Racism in the Current Discourse

We have here in the US a president whose father was a native of sub-Saharan Africa. The skin tone of this president bears a closer resemblance to his father's than it does to his mother's, who hailed from Kansas and whose skin tone was as peach/pink/white as anyone whose heritage emanated from northern Europe. At this point proportionately less people care about that one way or the other that at other time in this country's sorry history on that point.

But a lot of people still do care about the president's skin tone; both as a reason to like and to dislike him. While I won't go so far as to say it's an utterly meaningless fact but any discussion of it in the context of the current health care debate is a complete waste of time. Those who support the president primarily because he's a black man will do so no matter what and won't be changed and the same is true of those who can't stand the notion of a black man sitting in the big chair in the White House.

All that will happen if one side or the other accuses anyone of racism is that the chance of any substantive discussion of the particular issue actually at hand will come absolutely to an end. The heat gets turned up. Anyone not predisposed to the extremes gets pushed to it in order to defend themselves against probably baseless charges and before long things could turn violent.

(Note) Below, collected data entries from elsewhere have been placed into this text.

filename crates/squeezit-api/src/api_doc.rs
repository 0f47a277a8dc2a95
//! OpenAPI documentation.

use utoipa::OpenApi;

use crate::error;
use crate::handlers;
use squeezit_core::{models, Format};

#[derive(OpenApi)]
#[openapi(
    info(
        title = "Squeezit API",
        version = "0.1.0",
        description = "Compress and convert images. Results come back inline as base64 data URIs; nothing is stored."
    ),
    paths(
        handlers::compress::compress_images,
        handlers::health::health_check,
    ),
    components(schemas(
        models::CompressResponse,
        models::FileOutcome,
        models::TranscodeResult,
        models::TranscodeFailure,
        Format,
        error::ErrorResponse,
        handlers::health::HealthResponse,
    )),
    tags(
        (name = "compress", description = "Image transcoding"),
        (name = "health", description = "Service health")
    )
)]
pub struct ApiDoc;

pub fn get_openapi_spec() -> utoipa::openapi::OpenApi {
    ApiDoc::openapi()
}
use std::sync::Arc;

use axum::{
    extract::{Multipart, State},
    Json,
};
use squeezit_core::{CompressResponse, Format, UploadedImage};

use crate::constants::{FORMAT_FIELD, IMAGES_FIELD};
use crate::error::{ErrorResponse, HttpAppError};
use crate::state::AppState;

/// Resolve the `format` field. A missing or empty field falls back to the
/// configured default; anything else must be an exact format token.
fn resolve_target_format(token: Option<&str>, default: Format) -> Result<Format, HttpAppError> {
    match token {
        Some(token) if !token.is_empty() => Ok(token.parse::<Format>()?),
        _ => Ok(default),
    }
}

/// Compress or convert uploaded images
///
/// Every `images` part is transcoded to the requested format and returned as
/// a data URI. The response holds one entry per part in submission order; a
/// file that cannot be transcoded yields an `{error, originalSize}` entry and
/// does not affect the others.
#[utoipa::path(
    post,
    path = "/api/compress",
    tag = "compress",
    request_body(content = inline(Object), content_type = "multipart/form-data",
        description = "Repeated `images` file parts and one `format` field"),
    responses(
        (status = 200, description = "One entry per uploaded file", body = CompressResponse),
        (status = 400, description = "Unsupported format or malformed form", body = ErrorResponse),
        (status = 413, description = "Request body too large", body = ErrorResponse)
    )
)]
#[tracing::instrument(skip(state, multipart), fields(operation = "compress_images"))]
pub async fn compress_images(
    State(state): State<Arc<AppState>>,
    mut multipart: Multipart,
) -> Result<Json<CompressResponse>, HttpAppError> {
    let mut images = Vec::new();
    let mut format_token: Option<String> = None;

    while let Some(field) = multipart.next_field().await? {
        let field_name = field.name().map(str::to_string);

        match field_name.as_deref() {
            Some(IMAGES_FIELD) => {
                let file_name = field.file_name().map(str::to_string);
                let content_type = field.content_type().map(str::to_string);
                let data = field.bytes().await?;

                tracing::debug!(
                    index = images.len(),
                    file_name = ?file_name,
                    content_type = ?content_type,
                    bytes = data.len(),
                    "Received image part"
                );

                images.push(UploadedImage {
                    file_name,
                    content_type,
                    data: data.to_vec(),
                });
            }
            Some(FORMAT_FIELD) => {
                let token = field.text().await?;
                // Reject early when the format arrives ahead of the files.
                resolve_target_format(Some(&token), state.config.default_target_format)?;
                format_token = Some(token);
            }
            other => {
                tracing::debug!(field = ?other, "Ignoring unknown form field");
            }
        }
    }

    let target = resolve_target_format(
        format_token.as_deref(),
        state.config.default_target_format,
    )?;

    tracing::info!(files = images.len(), target = %target, "Compress request");

    let files = state
        .transcode_service
        .transcode_batch(images, target)
        .await;

    Ok(Json(CompressResponse { files }))
}
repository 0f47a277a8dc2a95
//! Configuration module
//!
//! Server configuration is read from the environment (and a `.env` file when
//! present) once at startup.

use std::env;
use std::str::FromStr;

use crate::format::Format;

const PORT: u16 = 3000;
const HOST: &str = "0.0.0.0";
const MAX_UPLOAD_SIZE_MB: usize = 50;
const HTTP_CONCURRENCY_LIMIT: usize = 1024;
const SITE_URL: &str = "https://squeezit.com";
const CONTACT_EMAIL: &str = "contact@1367studio.com";

#[derive(Clone, Debug)]
pub struct Config {
    pub host: String,
    pub server_port: u16,
    pub environment: String,
    pub cors_origins: Vec<String>,
    pub max_upload_size_bytes: usize,
    pub http_concurrency_limit: usize,
    /// Used when a request carries no `format` field.
    pub default_target_format: Format,
    pub site_url: String,
    pub contact_email: String,
}

impl Default for Config {
    fn default() -> Self {
        Self {
            host: HOST.to_string(),
            server_port: PORT,
            environment: "development".to_string(),
            cors_origins: vec!["*".to_string()],
            max_upload_size_bytes: MAX_UPLOAD_SIZE_MB * 1024 * 1024,
            http_concurrency_limit: HTTP_CONCURRENCY_LIMIT,
            default_target_format: Format::Jpeg,
            site_url: SITE_URL.to_string(),
            contact_email: CONTACT_EMAIL.to_string(),
        }
    }
}

impl Config {
    pub fn from_env() -> Result<Self, anyhow::Error> {
        dotenvy::dotenv().ok();
        Self::from_vars(|key| env::var(key).ok())
    }

    /// Build the configuration from a variable lookup. Unset variables take
    /// their defaults; set but unparseable ones are an error.
    fn from_vars(var: impl Fn(&str) -> Option<String>) -> Result<Self, anyhow::Error> {
        let defaults = Config::default();

        let environment = var("ENVIRONMENT")
            .or_else(|| var("APP_ENV"))
            .unwrap_or(defaults.environment);

        let cors_origins: Vec<String> = var("CORS_ORIGINS")
            .unwrap_or_else(|| "*".to_string())
            .split(',')
            .map(|s| s.trim().to_string())
            .filter(|s| !s.is_empty())
            .collect();

        let max_upload_size_mb = parse_var(&var, "MAX_UPLOAD_SIZE_MB", MAX_UPLOAD_SIZE_MB)?;
        let max_upload_size_bytes = max_upload_size_mb
            .checked_mul(1024 * 1024)
            .ok_or_else(|| anyhow::anyhow!("MAX_UPLOAD_SIZE_MB is too large"))?;

        let default_target_format = match var("DEFAULT_TARGET_FORMAT") {
            Some(token) => token.trim().parse::<Format>().map_err(|e| {
                anyhow::anyhow!("DEFAULT_TARGET_FORMAT is invalid: {}", e)
            })?,
            None => defaults.default_target_format,
        };

        let config = Config {
            host: var("HOST").unwrap_or(defaults.host),
            server_port: parse_var(&var, "PORT", PORT)?,
            environment,
            cors_origins,
            max_upload_size_bytes,
            http_concurrency_limit: parse_var(
                &var,
                "HTTP_CONCURRENCY_LIMIT",
                HTTP_CONCURRENCY_LIMIT,
            )?,
            default_target_format,
            site_url: var("SITE_URL").unwrap_or(defaults.site_url),
            contact_email: var("CONTACT_EMAIL").unwrap_or(defaults.contact_email),
        };

        config.validate()?;
        Ok(config)
    }

    /// Check if the application is running in production mode
    pub fn is_production(&self) -> bool {
        let env = self.environment.to_lowercase();
        env == "production" || env == "prod"
    }

    pub fn validate(&self) -> Result<(), anyhow::Error> {
        if self.is_production() && self.cors_origins.iter().any(|o| o == "*") {
            return Err(anyhow::anyhow!(
                "CORS_ORIGINS cannot be '*' in production. Please specify explicit origins."
            ));
        }

        if self.cors_origins.is_empty() {
            return Err(anyhow::anyhow!("CORS_ORIGINS must list at least one origin"));
        }

        if self.max_upload_size_bytes == 0 {
            return Err(anyhow::anyhow!("MAX_UPLOAD_SIZE_MB must be greater than 0"));
        }

        if self.http_concurrency_limit == 0 {
            return Err(anyhow::anyhow!(
                "HTTP_CONCURRENCY_LIMIT must be greater than 0"
            ));
        }

        Ok(())
    }

    pub fn bind_address(&self) -> String {
        format!("{}:{}", self.host, self.server_port)
    }

    pub fn max_upload_size_mb(&self) -> usize {
        self.max_upload_size_bytes / 1024 / 1024
    }
}

fn parse_var<T: FromStr>(
    var: &impl Fn(&str) -> Option<String>,
    key: &str,
    default: T,
) -> Result<T, anyhow::Error> {
    match var(key) {
        Some(value) => value
            .trim()
            .parse()
            .map_err(|_| anyhow::anyhow!("{} must be a valid number, got '{}'", key, value)),
        None => Ok(default),
    }
}

#[cfg(test)]
mod tests {
    use super::*;
    use std::collections::HashMap;

    #[test]
    fn test_default_config_is_valid() {
        let config = Config::default();
        assert!(config.validate().is_ok());
        assert_eq!(config.bind_address(), "0.0.0.0:3000");
        assert_eq!(config.default_target_format, Format::Jpeg);
        assert_eq!(config.max_upload_size_mb(), 50);
    }

    #[test]
    fn test_wildcard_cors_rejected_in_production() {
        let config = Config {
            environment: "Production".to_string(),
            ..Config::default()
        };
        assert!(config.is_production());
        assert!(config.validate().is_err());

        let config = Config {
            environment: "prod".to_string(),
            cors_origins: vec!["https://squeezit.com".to_string()],
            ..Config::default()
        };
        assert!(config.validate().is_ok());
    }

    #[test]
    fn test_zero_limits_rejected() {
        let config = Config {
            max_upload_size_bytes: 0,
            ..Config::default()
        };
        assert!(config.validate().is_err());

        let config = Config {
            http_concurrency_limit: 0,
            ..Config::default()
        };
        assert!(config.validate().is_err());
    }

    fn vars(pairs: &[(&str, &str)]) -> impl Fn(&str) -> Option<String> {
        let map: HashMap<String, String> = pairs
            .iter()
            .map(|(k, v)| (k.to_string(), v.to_string()))
            .collect();
        move |key: &str| map.get(key).cloned()
    }

    #[test]
    fn test_from_vars_defaults() {
        let config = Config::from_vars(vars(&[])).unwrap();
        assert_eq!(config.server_port, 3000);
        assert_eq!(config.max_upload_size_mb(), 50);
        assert_eq!(config.http_concurrency_limit, 1024);
        assert_eq!(config.cors_origins, vec!["*".to_string()]);
    }

    #[test]
    fn test_from_vars_reads_values() {
        let config = Config::from_vars(vars(&[
            ("PORT", "8080"),
            ("MAX_UPLOAD_SIZE_MB", "10"),
            ("HTTP_CONCURRENCY_LIMIT", "64"),
            ("DEFAULT_TARGET_FORMAT", "webp"),
            ("CORS_ORIGINS", "https://a.example, https://b.example"),
        ]))
        .unwrap();
        assert_eq!(config.bind_address(), "0.0.0.0:8080");
        assert_eq!(config.max_upload_size_bytes, 10 * 1024 * 1024);
        assert_eq!(config.http_concurrency_limit, 64);
        assert_eq!(config.default_target_format, Format::Webp);
        assert_eq!(config.cors_origins.len(), 2);
    }

    #[test]
    fn test_unparseable_numbers_are_errors() {
        assert!(Config::from_vars(vars(&[("MAX_UPLOAD_SIZE_MB", "fifty")])).is_err());
        assert!(Config::from_vars(vars(&[("HTTP_CONCURRENCY_LIMIT", "lots")])).is_err());
        assert!(Config::from_vars(vars(&[("PORT", "http")])).is_err());
        assert!(Config::from_vars(vars(&[("DEFAULT_TARGET_FORMAT", "svg")])).is_err());
    }

    #[test]
    fn test_upload_size_overflow_is_an_error() {
        let huge = usize::MAX.to_string();
        assert!(Config::from_vars(vars(&[("MAX_UPLOAD_SIZE_MB", huge.as_str())])).is_err());
    }

    #[test]
    fn test_zero_values_fail_validation() {
        assert!(Config::from_vars(vars(&[("MAX_UPLOAD_SIZE_MB", "0")])).is_err());
        assert!(Config::from_vars(vars(&[("HTTP_CONCURRENCY_LIMIT", "0")])).is_err());
    }
}
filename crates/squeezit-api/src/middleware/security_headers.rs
use axum::http::{header, HeaderValue};
use axum::{
    extract::{Request, State},
    middleware::Next,
    response::Response,
};
use std::sync::Arc;

/// Security headers configuration
#[derive(Clone)]
pub struct SecurityHeadersConfig {
    pub is_production: bool,
}

impl SecurityHeadersConfig {
    pub fn new(is_production: bool) -> Self {
        Self { is_production }
    }

    /// Build Content-Security-Policy header value
    fn build_csp(&self) -> String {
        [
            "default-src 'self'",
            "script-src 'self'",
            "style-src 'self'",
            // Results are rendered straight from their data URIs; downloads use blob URLs
            "img-src 'self' data: blob:",
            "connect-src 'self'",
            "manifest-src 'self'",
            "worker-src 'self'",
            "frame-ancestors 'none'",
        ]
        .join("; ")
    }
}

/// Adds security headers to all HTTP responses
pub async fn security_headers_middleware(
    State(config): State<Arc<SecurityHeadersConfig>>,
    request: Request,
    next: Next,
) -> Response {
    let mut response = next.run(request).await;

    let headers = response.headers_mut();

    headers.insert(
        "X-Content-Type-Options",
        HeaderValue::from_static("nosniff"),
    );
    headers.insert("X-Frame-Options", HeaderValue::from_static("DENY"));
    headers.insert(
        "Referrer-Policy",
        HeaderValue::from_static("strict-origin-when-cross-origin"),
    );

    // Only meaningful behind HTTPS
    if config.is_production {
        headers.insert(
            "Strict-Transport-Security",
            HeaderValue::from_static("max-age=31536000; includeSubDomains; preload"),
        );
    }

    if let Ok(header_value) = HeaderValue::from_str(&config.build_csp()) {
        headers.insert("Content-Security-Policy", header_value);
    }

    headers.insert(
        "Permissions-Policy",
        HeaderValue::from_static("geolocation=(), microphone=(), camera=()"),
    );

    // Transcoded images are private to the request; static assets set their own policy.
    if !headers.contains_key(header::CACHE_CONTROL) {
        headers.insert(
            header::CACHE_CONTROL,
            HeaderValue::from_static("no-store, private"),
        );
    }

    response
}
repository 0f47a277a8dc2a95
mod init;

pub use init::init_telemetry;
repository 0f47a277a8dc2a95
use anyhow::Result;
use squeezit_core::{CompressResponse, CompressedFile, Format, UploadedImage};
use squeezit_services::{create_zip_archive, SourceValidator};

use crate::api::CompressTransport;

/// Upload lifecycle of a session
#[derive(Debug, Clone, Copy, PartialEq, Eq, Default)]
pub enum Phase {
    #[default]
    Idle,
    Uploading,
    Populated,
}

/// Client-side state of one upload session.
#[derive(Debug, Clone, PartialEq, Eq)]
pub struct SessionState {
    pub phase: Phase,
    pub source: Format,
    pub target: Format,
    pub files: Vec<CompressedFile>,
}

impl Default for SessionState {
    fn default() -> Self {
        Self {
            phase: Phase::Idle,
            source: Format::Jpeg,
            target: Format::Webp,
            files: Vec::new(),
        }
    }
}

#[derive(Debug, Clone)]
pub enum Action {
    SelectSource(Format),
    SelectTarget(Format),
    UploadStarted,
    /// `target` is the format the request was sent with, which names the results.
    UploadSucceeded {
        response: CompressResponse,
        target: Format,
    },
    UploadFailed,
    ClearAll,
}

fn phase_for(files: &[CompressedFile]) -> Phase {
    if files.is_empty() {
        Phase::Idle
    } else {
        Phase::Populated
    }
}

impl SessionState {
    /// Apply one action. A successful upload replaces the previous results;
    /// a failed one leaves them as they were.
    pub fn reduce(self, action: Action) -> Self {
        match action {
            Action::SelectSource(source) => Self { source, ..self },
            Action::SelectTarget(target) => Self { target, ..self },
            Action::UploadStarted => Self {
                phase: Phase::Uploading,
                ..self
            },
            Action::UploadSucceeded { response, target } => {
                let files = CompressedFile::from_response(response, target);
                Self {
                    phase: phase_for(&files),
                    files,
                    ..self
                }
            }
            Action::UploadFailed => Self {
                phase: phase_for(&self.files),
                ..self
            },
            Action::ClearAll => Self {
                phase: Phase::Idle,
                files: Vec::new(),
                ..self
            },
        }
    }
}

/// Drives uploads through a transport and keeps the resulting state.
pub struct UploadSession<T> {
    transport: T,
    state: SessionState,
}

impl<T: CompressTransport> UploadSession<T> {
    pub fn new(transport: T) -> Self {
        Self {
            transport,
            state: SessionState::default(),
        }
    }

    pub fn state(&self) -> &SessionState {
        &self.state
    }

    pub fn dispatch(&mut self, action: Action) {
        let state = std::mem::take(&mut self.state);
        self.state = state.reduce(action);
    }

    /// Keep only the files whose name and declared type match the selected
    /// source format.
    pub fn accept(&self, images: Vec<UploadedImage>) -> Vec<UploadedImage> {
        let validator = SourceValidator::new(self.state.source);
        images
            .into_iter()
            .filter(|image| {
                let name = image.file_name.as_deref().unwrap_or_default();
                let content_type = image.content_type.as_deref().unwrap_or_default();
                match validator.validate_all(name, content_type, image.data.len()) {
                    Ok(()) => true,
                    Err(e) => {
                        tracing::debug!(file = %name, error = %e, "Skipping file");
                        false
                    }
                }
            })
            .collect()
    }

    /// Upload every accepted file in one request.
    ///
    /// Returns `false` without contacting the server when no file matches
    /// the source format, and also when the request fails.
    pub async fn upload(&mut self, images: Vec<UploadedImage>) -> bool {
        let accepted = self.accept(images);
        if accepted.is_empty() {
            return false;
        }

        let target = self.state.target;
        self.dispatch(Action::UploadStarted);

        match self.transport.compress(&accepted, target).await {
            Ok(response) => {
                tracing::info!(files = response.files.len(), target = %target, "Upload finished");
                self.dispatch(Action::UploadSucceeded { response, target });
                true
            }
            Err(e) => {
                tracing::warn!(error = %e, "Upload failed");
                self.dispatch(Action::UploadFailed);
                false
            }
        }
    }

    /// The bulk download is offered only for more than one result.
    pub fn can_download_all(&self) -> bool {
        self.state.files.len() > 1
    }

    /// Package the current results; `None` when there is nothing to package.
    pub fn archive(&self) -> Result<Option<Vec<u8>>> {
        create_zip_archive(&self.state.files)
    }
}
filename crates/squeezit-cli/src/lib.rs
use std::path::Path;

use anyhow::{Context, Result};
use squeezit_core::{CompressedFile, FileOutcome, Format, UploadedImage};

/// Initialize tracing for the CLI.
pub fn init_tracing() {
    tracing_subscriber::fmt()
        .with_env_filter(
            tracing_subscriber::EnvFilter::try_from_default_env()
                .unwrap_or_else(|_| tracing_subscriber::EnvFilter::new("info")),
        )
        .init();
}

/// Read a file from disk as an upload. The declared type is inferred from
/// the extension, the way a browser would label it.
pub async fn load_image(path: &Path) -> Result<UploadedImage> {
    let data = tokio::fs::read(path)
        .await
        .with_context(|| format!("Failed to read {}", path.display()))?;

    let content_type = path
        .extension()
        .and_then(|e| e.to_str())
        .and_then(Format::from_extension)
        .map(|f| f.mime_type().to_string());

    Ok(UploadedImage {
        file_name: path.file_name().map(|n| n.to_string_lossy().into_owned()),
        content_type,
        data,
    })
}

/// One summary line per result.
pub fn describe(file: &CompressedFile) -> String {
    match &file.outcome {
        FileOutcome::Converted(result) => {
            let savings = result
                .savings_percent()
                .map(|p| format!(" ({}% saved)", p))
                .unwrap_or_default();
            format!(
                "{}: {} KB -> {} KB{}",
                file.filename, result.original_size, result.size, savings
            )
        }
        FileOutcome::Failed(failure) => format!("{}: failed: {}", file.filename, failure.error),
    }
}
//! Base64 data URI encoding and decoding
//!
//! Transcoded images travel back to the client as `data:<mime>;base64,<payload>`
//! strings instead of links to stored files.

use base64::engine::general_purpose::STANDARD;
use base64::Engine;

const SCHEME: &str = "data:";
const BASE64_MARKER: &str = ";base64,";

#[derive(Debug, thiserror::Error)]
pub enum DataUriError {
    #[error("Not a data URI")]
    MissingScheme,

    #[error("Data URI is not base64 encoded")]
    NotBase64,

    #[error("Invalid base64 payload: {0}")]
    InvalidPayload(#[from] base64::DecodeError),
}

/// A decoded data URI.
#[derive(Debug, Clone, PartialEq, Eq)]
pub struct DataUri {
    pub mime_type: String,
    pub data: Vec<u8>,
}

impl DataUri {
    /// Encode bytes as a base64 data URI tagged with `mime_type`.
    pub fn encode(mime_type: &str, data: &[u8]) -> String {
        format!("{SCHEME}{mime_type}{BASE64_MARKER}{}", STANDARD.encode(data))
    }

    pub fn parse(uri: &str) -> Result<Self, DataUriError> {
        let rest = uri.strip_prefix(SCHEME).ok_or(DataUriError::MissingScheme)?;
        let (mime_type, payload) = rest
            .split_once(BASE64_MARKER)
            .ok_or(DataUriError::NotBase64)?;
        let data = STANDARD.decode(payload.trim())?;

        Ok(Self {
            mime_type: mime_type.to_string(),
            data,
        })
    }
}
//! Squeezit Core Library
//!
//! Domain types shared by the server, the client and the CLI: the supported
//! format set, transcode result models, the data URI codec, error types and
//! configuration.

pub mod config;
pub mod data_uri;
pub mod error;
pub mod format;
pub mod install;
pub mod models;

// Re-export commonly used types
pub use config::Config;
pub use data_uri::{DataUri, DataUriError};
pub use error::{AppError, ErrorMetadata, LogLevel};
pub use format::{Format, UnsupportedFormat};
pub use install::InstallPlatform;
pub use models::{
    size_in_kb, CompressResponse, CompressedFile, FileOutcome, TranscodeFailure, TranscodeResult,
    UploadedImage,
};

The media, which is astounding me more each day with its unconscionable laziness, goes immediately to the most extreme points of view in order to sensationalize everything and make all debate appear more like a car wreck in process instead of trying to parse through the complexities of difficult issues. Hey I dig it, it's hard to do research to understand the composition of health care in this country and the varieties of ways it comes into play among the 300+ million people living here and the 50 states and the regional variations and enormous sums of cash and the tension between government and service providers and insurance companies and pharmaceutical companies, not to mention the different ways it's handled in other countries, all in the midst of the horrors of the current economic problems.

Like everything else, it's all a lot easier if you try to make it a black or white issue.